Mansour Abbas, imagem via Wikimedia Commons

O Movimento Islâmico em Israel é um ramo da Irmandade Muçulmana, a estufa ideológica que gerou organizações como Hamas, Al-Qaeda, ISIS e vários outros grupos jihadistas sunitas que rejeitam o direito de Israel de existir. Dar ao Movimento Islâmico um selo kosher de aprovação coloca Israel no mesmo caminho destrutivo trilhado pelo Líbano desde que o Hezbollah se tornou parte daquele país.

A luta política em Israel chegou a um impasse porque os atores estão focados não em questões e ideologia, mas em considerações pessoais, setoriais, faccionais e partidárias. Os interesses nacionais foram relegados à margem do discurso político, em vez de ocupar seu próprio lugar nas preocupações dos partidos. Uma indicação disso é a ausência total da questão palestina no discurso público e político que acompanhou as eleições, como se o problema tivesse sido resolvido há muito tempo.
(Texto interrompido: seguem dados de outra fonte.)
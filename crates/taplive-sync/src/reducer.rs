//! Event reducer: folds typed push events into counters, feeds and device metrics
//!
//! Pure state with no I/O. Events are applied one at a time in arrival order;
//! the caller decides what to do with the returned [`Reduction`].

use std::collections::HashMap;

use taplive_core::{
    AlertEntry, DeviceId, DeviceMetric, FeedConfig, IncrementalCounters, LiveEvent, SaleEntry,
};
use tracing::debug;

use crate::feed::Feed;

/// Lifecycle of a reducer bound to one subject subscription
#[derive(Debug, Clone, Copy, PartialEq, Eq)]
pub enum SubscriptionPhase {
    /// Created, not yet listening
    Idle,
    /// Receiving events
    Subscribed,
    /// Torn down; further events are ignored
    Unsubscribed,
}

/// Outcome of applying one event
#[derive(Debug, Clone, Copy, PartialEq, Eq)]
pub enum Reduction {
    /// Not applied (reducer not subscribed)
    Ignored,
    /// Applied to local state
    Applied,
    /// Applied, and snapshots should be refreshed early
    Revalidate,
}

/// Incremental live state for one mounted dashboard
#[derive(Debug, Clone)]
pub struct EventReducer {
    phase: SubscriptionPhase,
    counters: IncrementalCounters,
    sales: Feed<SaleEntry>,
    alerts: Feed<AlertEntry>,
    devices: HashMap<DeviceId, DeviceMetric>,
}

impl EventReducer {
    pub fn new(sales_capacity: usize, alerts_capacity: usize) -> Self {
        Self {
            phase: SubscriptionPhase::Idle,
            counters: IncrementalCounters::default(),
            sales: Feed::with_capacity(sales_capacity),
            alerts: Feed::with_capacity(alerts_capacity),
            devices: HashMap::new(),
        }
    }

    pub fn from_config(config: &FeedConfig) -> Self {
        Self::new(config.sales_capacity, config.alerts_capacity)
    }

    pub fn phase(&self) -> SubscriptionPhase {
        self.phase
    }

    /// Idle -> Subscribed. Returns false from any other phase.
    pub fn subscribe(&mut self) -> bool {
        if self.phase == SubscriptionPhase::Idle {
            self.phase = SubscriptionPhase::Subscribed;
            true
        } else {
            false
        }
    }

    /// Any phase -> Unsubscribed
    pub fn unsubscribe(&mut self) {
        self.phase = SubscriptionPhase::Unsubscribed;
    }

    /// Fold one event into local state
    pub fn apply(&mut self, event: LiveEvent) -> Reduction {
        if self.phase != SubscriptionPhase::Subscribed {
            debug!("Ignoring {} in phase {:?}", event.kind(), self.phase);
            return Reduction::Ignored;
        }

        match event {
            LiveEvent::SaleCreated(sale) => {
                self.counters
                    .record_sale(sale.amount_cents, sale.units, sale.volume_ml);
                self.sales.push(sale.to_entry());
                Reduction::Applied
            }
            LiveEvent::PosSaleCompleted(sale) => {
                // No volume: per-drink consumption only exists in snapshots
                self.counters.record_sale(sale.amount_cents, sale.units, None);
                self.sales.push(sale.to_entry());
                Reduction::Revalidate
            }
            LiveEvent::DeviceState(update) => {
                self.devices
                    .entry(update.pos_id)
                    .or_default()
                    .merge_status(update.status, update.timestamp);
                Reduction::Applied
            }
            LiveEvent::DeviceMetrics(update) => {
                self.devices.entry(update.pos_id).or_default().merge_sample(
                    update.status,
                    update.traffic_score,
                    update.timestamp,
                );
                Reduction::Applied
            }
            LiveEvent::AlertCreated(alert) => {
                self.alerts.push(alert.to_entry());
                Reduction::Applied
            }
        }
    }

    /// Zero the counters. Must happen together with a snapshot swap.
    pub fn reset_counters(&mut self) {
        self.counters.reset();
    }

    pub fn counters(&self) -> &IncrementalCounters {
        &self.counters
    }

    pub fn sales(&self) -> &Feed<SaleEntry> {
        &self.sales
    }

    pub fn alerts(&self) -> &Feed<AlertEntry> {
        &self.alerts
    }

    pub fn devices(&self) -> &HashMap<DeviceId, DeviceMetric> {
        &self.devices
    }
}

impl Default for EventReducer {
    fn default() -> Self {
        Self::from_config(&FeedConfig::default())
    }
}
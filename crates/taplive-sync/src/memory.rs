//! In-memory loopback for the push channel
//!
//! [`MemoryConnector`] hands out sessions backed by channels; the paired
//! [`MemoryServer`] pushes frames into the current session, drops it to
//! simulate a disconnect, refuses connections or control messages and
//! records what the client sent. Useful for offline demos and for exercising reconnect behaviour.

use async_trait::async_trait;
use std::sync::{Arc, Mutex, MutexGuard, PoisonError};
use taplive_core::{ClientMessage, LiveError, Result};
use tokio::sync::mpsc;

use crate::transport::{Connector, Transport};

#[derive(Default)]
struct Shared {
    refuse: bool,
    reject_sends: bool,
    connects: usize,
    tokens: Vec<String>,
    session: Option<mpsc::UnboundedSender<String>>,
    received: Vec<ClientMessage>,
}

fn lock(shared: &Mutex<Shared>) -> MutexGuard<'_, Shared> {
    shared.lock().unwrap_or_else(PoisonError::into_inner)
}

/// Client side of the loopback
#[derive(Clone, Default)]
pub struct MemoryConnector {
    shared: Arc<Mutex<Shared>>,
}

/// Server side of the loopback
#[derive(Clone)]
pub struct MemoryServer {
    shared: Arc<Mutex<Shared>>,
}

impl MemoryConnector {
    /// Create a connector and the server handle that drives it
    pub fn pair() -> (Self, MemoryServer) {
        let connector = Self::default();
        let server = MemoryServer {
            shared: Arc::clone(&connector.shared),
        };
        (connector, server)
    }
}

#[async_trait]
impl Connector for MemoryConnector {
    async fn connect(&self, auth_token: &str) -> Result<Box<dyn Transport>> {
        let mut shared = lock(&self.shared);
        shared.connects += 1;
        shared.tokens.push(auth_token.to_string());
        if shared.refuse {
            return Err(LiveError::Transport("connection refused".to_string()));
        }

        let (tx, rx) = mpsc::unbounded_channel();
        shared.session = Some(tx);
        Ok(Box::new(MemoryTransport {
            inbound: rx,
            shared: Arc::clone(&self.shared),
        }))
    }
}

impl MemoryServer {
    /// Deliver a text frame to the open session. False if none is open.
    pub fn push(&self, frame: impl Into<String>) -> bool {
        match &lock(&self.shared).session {
            Some(tx) => tx.send(frame.into()).is_ok(),
            None => false,
        }
    }

    /// Close the open session from the server side
    pub fn drop_session(&self) {
        lock(&self.shared).session = None;
    }

    /// Refuse (or accept again) new connections
    pub fn set_refuse(&self, refuse: bool) {
        lock(&self.shared).refuse = refuse;
    }

    /// Fail (or accept again) control messages on every session
    pub fn set_reject_sends(&self, reject: bool) {
        lock(&self.shared).reject_sends = reject;
    }

    /// Whether a client currently holds an open session
    pub fn is_open(&self) -> bool {
        lock(&self.shared)
            .session
            .as_ref()
            .map(|tx| !tx.is_closed())
            .unwrap_or(false)
    }

    /// Number of connection attempts so far
    pub fn connects(&self) -> usize {
        lock(&self.shared).connects
    }

    /// Tokens presented on each attempt
    pub fn tokens(&self) -> Vec<String> {
        lock(&self.shared).tokens.clone()
    }

    /// Control messages received, oldest first
    pub fn received(&self) -> Vec<ClientMessage> {
        lock(&self.shared).received.clone()
    }
}

struct MemoryTransport {
    inbound: mpsc::UnboundedReceiver<String>,
    shared: Arc<Mutex<Shared>>,
}

#[async_trait]
impl Transport for MemoryTransport {
    async fn send(&mut self, message: &ClientMessage) -> Result<()> {
        let mut shared = lock(&self.shared);
        if shared.reject_sends {
            return Err(LiveError::Transport("send rejected".to_string()));
        }
        shared.received.push(message.clone());
        Ok(())
    }

    async fn recv(&mut self) -> Option<Result<String>> {
        self.inbound.recv().await.map(Ok)
    }

    async fn close(&mut self) {
        self.inbound.close();
    }
}

#[cfg(test)]
mod tests {
    use super::*;

    #[tokio::test]
    async fn test_push_reaches_open_session() {
        let (connector, server) = MemoryConnector::pair();
        assert!(!server.push("nobody home"));

        let mut transport = connector.connect("token").await.unwrap();
        assert!(server.is_open());
        assert!(server.push("hello"));
        assert_eq!(transport.recv().await.unwrap().unwrap(), "hello");

        server.drop_session();
        assert!(transport.recv().await.is_none());
    }

    #[tokio::test]
    async fn test_refused_connection() {
        let (connector, server) = MemoryConnector::pair();
        server.set_refuse(true);
        assert!(connector.connect("token").await.is_err());
        assert_eq!(server.connects(), 1);
        assert_eq!(server.tokens(), vec!["token".to_string()]);
    }

    #[tokio::test]
    async fn test_rejected_send_is_not_recorded() {
        let (connector, server) = MemoryConnector::pair();
        let mut transport = connector.connect("token").await.unwrap();
        server.set_reject_sends(true);
        assert!(transport
            .send(&ClientMessage::Subscribe { event_id: 1 })
            .await
            .is_err());
        assert!(server.received().is_empty());

        server.set_reject_sends(false);
        transport
            .send(&ClientMessage::Subscribe { event_id: 2 })
            .await
            .unwrap();
        assert_eq!(server.received(), vec![ClientMessage::Subscribe { event_id: 2 }]);
    }

    #[tokio::test]
    async fn test_dropping_transport_closes_session() {
        let (connector, server) = MemoryConnector::pair();
        let mut transport = connector.connect("token").await.unwrap();
        transport
            .send(&ClientMessage::Subscribe { event_id: 3 })
            .await
            .unwrap();
        drop(transport);
        assert!(!server.is_open());
        assert_eq!(server.received(), vec![ClientMessage::Subscribe { event_id: 3 }]);
    }
}
//! Unified error types for taplive

use thiserror::Error;

/// Unified error type for all taplive operations
#[derive(Error, Debug)]
pub enum LiveError {
    // Connection errors
    #[error("No credential available for the live channel")]
    MissingCredential,

    #[error("Transport error: {0}")]
    Transport(String),

    // Snapshot errors
    #[error("Fetch failed: {0}")]
    Fetch(String),

    // Event errors
    #[error("Malformed event: {0}")]
    MalformedEvent(String),

    // Configuration errors
    #[error("Configuration error: {0}")]
    Config(String),

    // I/O errors
    #[error("I/O error: {0}")]
    Io(#[from] std::io::Error),

    #[error("Serialization error: {0}")]
    Serialization(#[from] serde_json::Error),

    // Generic
    #[error("{0}")]
    Other(String),
}

/// Result type alias using LiveError
pub type Result<T> = std::result::Result<T, LiveError>;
Este estado de coisas lembra muito o processo vivido pelo Líbano desde sua independência em 1943 até o presente. O que destruiu “a Suíça do Oriente Médio” e a fez cair nos braços do Hezbollah e do Irã foi a escolha de políticos – cristãos, drusos e muçulmanos sunitas – de subordinar o interesse nacional aos interesses pessoais e setoriais. Eles sacrificaram o país no altar de suas próprias carreiras deslegitimando os oponentes e cuidando de seus parentes e associados. Pior de tudo, eles passaram 40 anos se reconciliando com a presença do Hezbollah como organização militar, depois aceitaram sua entrada na arena política e até formaram coalizões políticas com o grupo terrorista islâmico. Isso apesar do fato de que todos sabem com certeza absoluta que todo o propósito do Hezbollah é facilitar a aquisição do Líbano pelo Irã.
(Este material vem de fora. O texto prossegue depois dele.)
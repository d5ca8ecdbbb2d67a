mod blocks;
pub mod routing;
mod switch_linear;


pub use blocks::{Activation, SwitchGlu, SwitchMlp};
pub use routing::{Dispatch, DEFAULT_SORT_THRESHOLD};
pub use switch_linear::{IndexedLinear, QuantizedSwitchLinear, SwitchLinear};
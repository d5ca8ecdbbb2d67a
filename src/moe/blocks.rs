//! Expert MLP blocks built from indexed linear units.
//!
//! Both blocks share the same scaffolding: flatten the batch to token rows,
//! conditionally sort (token, slot) pairs by expert, run the unit stack on
//! the reordered rows, then scatter back to original order. Output shape is
//! [batch, tokens, slots_per_token, output_dims] with one independent result
//! per selected expert slot, repeats included.

use super::routing::{Dispatch, DEFAULT_SORT_THRESHOLD};
use super::switch_linear::{IndexedLinear, QuantizedSwitchLinear, SwitchLinear};
use crate::kernels;
use crate::tensor::{ExpertIndices, Tensor2, Tensor3, Tensor4};
use anyhow::{bail, Result};

/// Element-wise activation applied between projections.
#[derive(Debug, Clone, Copy, PartialEq, Eq)]
pub enum Activation {
    Identity,
    Silu,
    /// Exact, erf-based GELU.
    Gelu,
    /// Tanh-approximate GELU.
    GeluApprox,
}

impl Activation {
    pub fn apply(&self, x: &Tensor2) -> Tensor2 {
        match self {
            Activation::Identity => x.clone(),
            Activation::Silu => kernels::silu(x),
            Activation::Gelu => kernels::gelu(x),
            Activation::GeluApprox => kernels::gelu_approx(x),
        }
    }
}

fn check_forward_shapes(
    x: &Tensor3,
    indices: &ExpertIndices,
    input_dims: usize,
) -> Result<()> {
    let (b, t, d) = x.dim();
    let (bi, ti, _) = indices.dim();
    if (b, t) != (bi, ti) {
        bail!(
            "shape mismatch: activations [{}, {}, ..] vs indices [{}, {}, ..]",
            b,
            t,
            bi,
            ti
        );
    }
    if d != input_dims {
        bail!(
            "shape mismatch: activations have {} features, block expects {}",
            d,
            input_dims
        );
    }
    Ok(())
}

/// Gated expert block: out = down(act(gate(x, i)) * up(x, i)), one result per
/// (token, slot) pair.
pub struct SwitchGlu<L = SwitchLinear> {
    gate_proj: L,
    up_proj: L,
    down_proj: L,
    activation: Activation,
    sort_threshold: usize,
}

impl SwitchGlu<SwitchLinear> {
    pub fn new(
        input_dims: usize,
        hidden_dims: usize,
        num_experts: usize,
        activation: Activation,
        bias: bool,
    ) -> Self {
        SwitchGlu {
            gate_proj: SwitchLinear::new(input_dims, hidden_dims, num_experts, bias),
            up_proj: SwitchLinear::new(input_dims, hidden_dims, num_experts, bias),
            down_proj: SwitchLinear::new(hidden_dims, input_dims, num_experts, bias),
            activation,
            sort_threshold: DEFAULT_SORT_THRESHOLD,
        }
    }

    /// Build from pre-constructed units (e.g. loaded weights). The three
    /// projections must agree on dims and expert count.
    pub fn from_units(
        gate_proj: SwitchLinear,
        up_proj: SwitchLinear,
        down_proj: SwitchLinear,
        activation: Activation,
    ) -> Result<Self> {
        if gate_proj.num_experts() != up_proj.num_experts()
            || gate_proj.num_experts() != down_proj.num_experts()
        {
            bail!("expert count mismatch across projections");
        }
        if gate_proj.input_dims() != up_proj.input_dims()
            || gate_proj.output_dims() != up_proj.output_dims()
            || down_proj.input_dims() != gate_proj.output_dims()
            || down_proj.output_dims() != gate_proj.input_dims()
        {
            bail!("projection dims do not compose: gate/up must map input -> hidden and down must map hidden -> input");
        }
        Ok(SwitchGlu {
            gate_proj,
            up_proj,
            down_proj,
            activation,
            sort_threshold: DEFAULT_SORT_THRESHOLD,
        })
    }

    /// Quantize all three projections, producing a new block.
    pub fn to_quantized(
        &self,
        group_size: usize,
        bits: u32,
    ) -> Result<SwitchGlu<QuantizedSwitchLinear>> {
        Ok(SwitchGlu {
            gate_proj: self.gate_proj.to_quantized(group_size, bits)?,
            up_proj: self.up_proj.to_quantized(group_size, bits)?,
            down_proj: self.down_proj.to_quantized(group_size, bits)?,
            activation: self.activation,
            sort_threshold: self.sort_threshold,
        })
    }
}

impl<L: IndexedLinear> SwitchGlu<L> {
    /// Override the pair-count cutoff for sorted dispatch.
    pub fn with_sort_threshold(mut self, sort_threshold: usize) -> Self {
        self.sort_threshold = sort_threshold;
        self
    }

    pub fn gate_proj(&self) -> &L {
        &self.gate_proj
    }

    pub fn up_proj(&self) -> &L {
        &self.up_proj
    }

    pub fn down_proj(&self) -> &L {
        &self.down_proj
    }

    /// x: (batch, tokens, input_dims); indices: (batch, tokens, slots)
    /// -> (batch, tokens, slots, input_dims)
    pub fn forward(&self, x: &Tensor3, indices: &ExpertIndices) -> Result<Tensor4> {
        check_forward_shapes(x, indices, self.gate_proj.input_dims())?;
        let (b, t, d) = x.dim();
        let k = indices.dim().2;

        let x_tokens = x.to_shape((b * t, d))?;
        let flat: Vec<usize> = indices.iter().copied().collect();
        let dispatch = Dispatch::prepare(x_tokens.view(), &flat, k, self.sort_threshold);
        let sorted = dispatch.is_sorted();

        let up = self.up_proj.apply(&dispatch.x_rows, &dispatch.indices, sorted)?;
        let gate = self.gate_proj.apply(&dispatch.x_rows, &dispatch.indices, sorted)?;
        let hidden = self.activation.apply(&gate) * &up;
        let y = self.down_proj.apply(&hidden, &dispatch.indices, sorted)?;

        let y = dispatch.finish(y);
        Ok(y.into_shape_with_order((b, t, k, self.down_proj.output_dims()))?)
    }
}

/// Plain two-layer expert block: out = fc2(act(fc1(x, i)), i).
pub struct SwitchMlp<L = SwitchLinear> {
    fc1: L,
    fc2: L,
    activation: Activation,
    sort_threshold: usize,
}

impl SwitchMlp<SwitchLinear> {
    pub fn new(
        input_dims: usize,
        hidden_dims: usize,
        num_experts: usize,
        activation: Activation,
        bias: bool,
    ) -> Self {
        SwitchMlp {
            fc1: SwitchLinear::new(input_dims, hidden_dims, num_experts, bias),
            fc2: SwitchLinear::new(hidden_dims, input_dims, num_experts, bias),
            activation,
            sort_threshold: DEFAULT_SORT_THRESHOLD,
        }
    }

    pub fn from_units(fc1: SwitchLinear, fc2: SwitchLinear, activation: Activation) -> Result<Self> {
        if fc1.num_experts() != fc2.num_experts() {
            bail!("expert count mismatch across projections");
        }
        if fc2.input_dims() != fc1.output_dims() || fc2.output_dims() != fc1.input_dims() {
            bail!("projection dims do not compose: fc1 must map input -> hidden and fc2 must map hidden -> input");
        }
        Ok(SwitchMlp {
            fc1,
            fc2,
            activation,
            sort_threshold: DEFAULT_SORT_THRESHOLD,
        })
    }

    pub fn to_quantized(
        &self,
        group_size: usize,
        bits: u32,
    ) -> Result<SwitchMlp<QuantizedSwitchLinear>> {
        Ok(SwitchMlp {
            fc1: self.fc1.to_quantized(group_size, bits)?,
            fc2: self.fc2.to_quantized(group_size, bits)?,
            activation: self.activation,
            sort_threshold: self.sort_threshold,
        })
    }
}

impl<L: IndexedLinear> SwitchMlp<L> {
    pub fn with_sort_threshold(mut self, sort_threshold: usize) -> Self {
        self.sort_threshold = sort_threshold;
        self
    }

    pub fn fc1(&self) -> &L {
        &self.fc1
    }

    pub fn fc2(&self) -> &L {
        &self.fc2
    }

    /// x: (batch, tokens, input_dims); indices: (batch, tokens, slots)
    /// -> (batch, tokens, slots, input_dims)
    pub fn forward(&self, x: &Tensor3, indices: &ExpertIndices) -> Result<Tensor4> {
        check_forward_shapes(x, indices, self.fc1.input_dims())?;
        let (b, t, d) = x.dim();
        let k = indices.dim().2;

        let x_tokens = x.to_shape((b * t, d))?;
        let flat: Vec<usize> = indices.iter().copied().collect();
        let dispatch = Dispatch::prepare(x_tokens.view(), &flat, k, self.sort_threshold);
        let sorted = dispatch.is_sorted();

        let hidden = self.fc1.apply(&dispatch.x_rows, &dispatch.indices, sorted)?;
        let hidden = self.activation.apply(&hidden);
        let y = self.fc2.apply(&hidden, &dispatch.indices, sorted)?;

        let y = dispatch.finish(y);
        Ok(y.into_shape_with_order((b, t, k, self.fc2.output_dims()))?)
    }
}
Qualquer pessoa que tenha acompanhado a política israelense nos últimos anos, e principalmente nos últimos meses, não pode escapar da impressão sombria de que a experiência libanesa está se repetindo em Israel. Os partidos são estabelecidos e administrados numa base pessoal, e os políticos deslegitimam uns aos outros em um nível pessoal, sem ao menos uma preocupação mínima com o bem-estar do país. Pior de tudo, todos – tanto da direita quanto da esquerda – estão ansiosos para ser ajudados pelo Movimento Islâmico, cuja ideologia se concentra na eliminação de Israel como um Estado judeu e democrático. A organização nem mesmo tenta esconder essa aspiração.

O Movimento Islâmico em Israel é um ramo israelense da Irmandade Muçulmana, a estufa ideológica que gerou o Hamas, a Al-Qaeda, o ISIS e outros grupos jihadistas sunitas que veem Israel como um país fundamentalmente ilegítimo que deveria ser expurgado do mapa. Até mesmo o Ramo Sul, que está representado no Knesset desde 1996, tornou-se parte da legislatura israelense para que pudesse influenciar a política e a população de Israel na direção que desejasse. O que está acontecendo hoje – a transformação da Irmandade Muçulmana em um partido legítimo – é a realização do sonho do Movimento Islâmico e uma vitória de sua estratégia: dominar o sistema político israelense ao mesmo tempo em que explora suas fraquezas, que decorrem de caráter pessoal, setorial , e conflitos faccionais entre seus principais atores.

A direita e a esquerda israelenses são igualmente culpadas por esse processo. Eles estão conduzindo Israel por um caminho semelhante ao que pôs fim ao Líbano como um país fundado como um refúgio para a minoria cristã em meio à maioria muçulmana do Oriente Médio. A necessidade de tal refúgio foi uma conclusão a que chegaram os cristãos após o genocídio armênio durante a Primeira Guerra Mundial.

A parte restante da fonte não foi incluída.